▶ _DESCRIPTION OF THE TASK_
When a line in the data below includes "global", count it; then give only the total.

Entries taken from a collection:
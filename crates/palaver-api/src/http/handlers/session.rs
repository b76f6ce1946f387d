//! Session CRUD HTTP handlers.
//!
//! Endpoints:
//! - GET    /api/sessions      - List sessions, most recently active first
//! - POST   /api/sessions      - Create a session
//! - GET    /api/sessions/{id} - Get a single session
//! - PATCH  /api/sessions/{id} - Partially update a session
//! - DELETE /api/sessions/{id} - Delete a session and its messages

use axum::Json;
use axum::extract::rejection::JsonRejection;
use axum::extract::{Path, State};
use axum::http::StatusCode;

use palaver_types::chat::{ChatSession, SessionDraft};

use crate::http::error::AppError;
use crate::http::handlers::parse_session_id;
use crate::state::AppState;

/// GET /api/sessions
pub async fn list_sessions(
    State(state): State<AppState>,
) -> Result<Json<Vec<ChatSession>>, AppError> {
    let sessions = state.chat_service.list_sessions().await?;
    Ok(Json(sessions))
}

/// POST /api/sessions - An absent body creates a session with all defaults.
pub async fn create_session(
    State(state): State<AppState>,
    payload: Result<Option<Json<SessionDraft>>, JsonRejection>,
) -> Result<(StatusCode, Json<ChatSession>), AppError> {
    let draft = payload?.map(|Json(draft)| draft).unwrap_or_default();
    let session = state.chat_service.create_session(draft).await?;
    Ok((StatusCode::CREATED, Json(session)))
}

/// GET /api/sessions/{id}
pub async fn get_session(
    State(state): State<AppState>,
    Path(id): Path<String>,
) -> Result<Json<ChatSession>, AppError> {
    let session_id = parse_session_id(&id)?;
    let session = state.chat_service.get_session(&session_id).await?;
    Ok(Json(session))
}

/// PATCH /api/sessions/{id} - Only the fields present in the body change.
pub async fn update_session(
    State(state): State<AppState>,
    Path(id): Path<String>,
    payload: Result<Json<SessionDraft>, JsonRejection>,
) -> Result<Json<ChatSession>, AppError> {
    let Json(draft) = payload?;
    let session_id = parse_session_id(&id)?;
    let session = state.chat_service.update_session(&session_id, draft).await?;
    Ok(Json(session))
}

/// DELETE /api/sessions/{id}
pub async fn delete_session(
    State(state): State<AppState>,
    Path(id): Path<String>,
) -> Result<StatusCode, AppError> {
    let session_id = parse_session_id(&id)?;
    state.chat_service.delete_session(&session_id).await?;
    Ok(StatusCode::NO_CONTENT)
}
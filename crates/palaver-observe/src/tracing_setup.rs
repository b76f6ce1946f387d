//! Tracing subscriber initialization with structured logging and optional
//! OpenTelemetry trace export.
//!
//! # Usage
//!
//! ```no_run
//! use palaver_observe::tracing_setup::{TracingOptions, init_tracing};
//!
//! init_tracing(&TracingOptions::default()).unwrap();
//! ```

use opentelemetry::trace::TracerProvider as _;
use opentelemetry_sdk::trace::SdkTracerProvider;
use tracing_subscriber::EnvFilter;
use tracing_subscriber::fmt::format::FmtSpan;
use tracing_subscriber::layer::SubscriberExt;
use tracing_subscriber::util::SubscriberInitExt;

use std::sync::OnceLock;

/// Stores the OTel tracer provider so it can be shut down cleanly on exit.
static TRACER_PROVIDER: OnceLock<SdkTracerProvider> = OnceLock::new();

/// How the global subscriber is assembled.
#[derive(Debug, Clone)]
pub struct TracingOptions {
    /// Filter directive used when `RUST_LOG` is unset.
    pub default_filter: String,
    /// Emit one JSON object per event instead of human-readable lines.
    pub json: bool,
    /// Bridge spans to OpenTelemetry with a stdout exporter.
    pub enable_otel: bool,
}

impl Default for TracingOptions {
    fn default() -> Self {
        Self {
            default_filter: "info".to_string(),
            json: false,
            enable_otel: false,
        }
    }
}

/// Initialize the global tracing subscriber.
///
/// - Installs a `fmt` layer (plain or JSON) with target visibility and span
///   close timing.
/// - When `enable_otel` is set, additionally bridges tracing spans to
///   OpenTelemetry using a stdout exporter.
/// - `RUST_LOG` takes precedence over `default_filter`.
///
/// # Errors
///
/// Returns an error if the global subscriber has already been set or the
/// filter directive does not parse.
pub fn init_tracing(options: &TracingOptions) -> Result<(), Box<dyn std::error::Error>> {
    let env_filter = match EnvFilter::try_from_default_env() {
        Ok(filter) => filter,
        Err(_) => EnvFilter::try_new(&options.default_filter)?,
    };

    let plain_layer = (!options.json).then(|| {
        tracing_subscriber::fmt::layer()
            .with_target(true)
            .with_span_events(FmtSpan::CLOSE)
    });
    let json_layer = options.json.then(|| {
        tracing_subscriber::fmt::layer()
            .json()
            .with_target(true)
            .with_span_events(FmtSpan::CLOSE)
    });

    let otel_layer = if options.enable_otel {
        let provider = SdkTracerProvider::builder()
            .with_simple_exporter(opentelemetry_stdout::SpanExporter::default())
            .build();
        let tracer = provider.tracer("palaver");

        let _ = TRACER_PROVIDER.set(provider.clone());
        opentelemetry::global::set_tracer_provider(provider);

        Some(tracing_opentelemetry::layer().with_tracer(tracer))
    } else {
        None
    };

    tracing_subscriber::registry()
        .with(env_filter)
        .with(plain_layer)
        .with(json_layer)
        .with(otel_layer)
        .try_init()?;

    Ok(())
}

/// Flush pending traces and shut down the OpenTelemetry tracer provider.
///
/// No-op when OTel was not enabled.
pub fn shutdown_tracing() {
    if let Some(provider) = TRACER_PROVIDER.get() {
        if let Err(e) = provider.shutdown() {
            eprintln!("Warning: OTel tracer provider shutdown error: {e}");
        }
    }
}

▶ _SOLUTION FOR THIS TASK_
4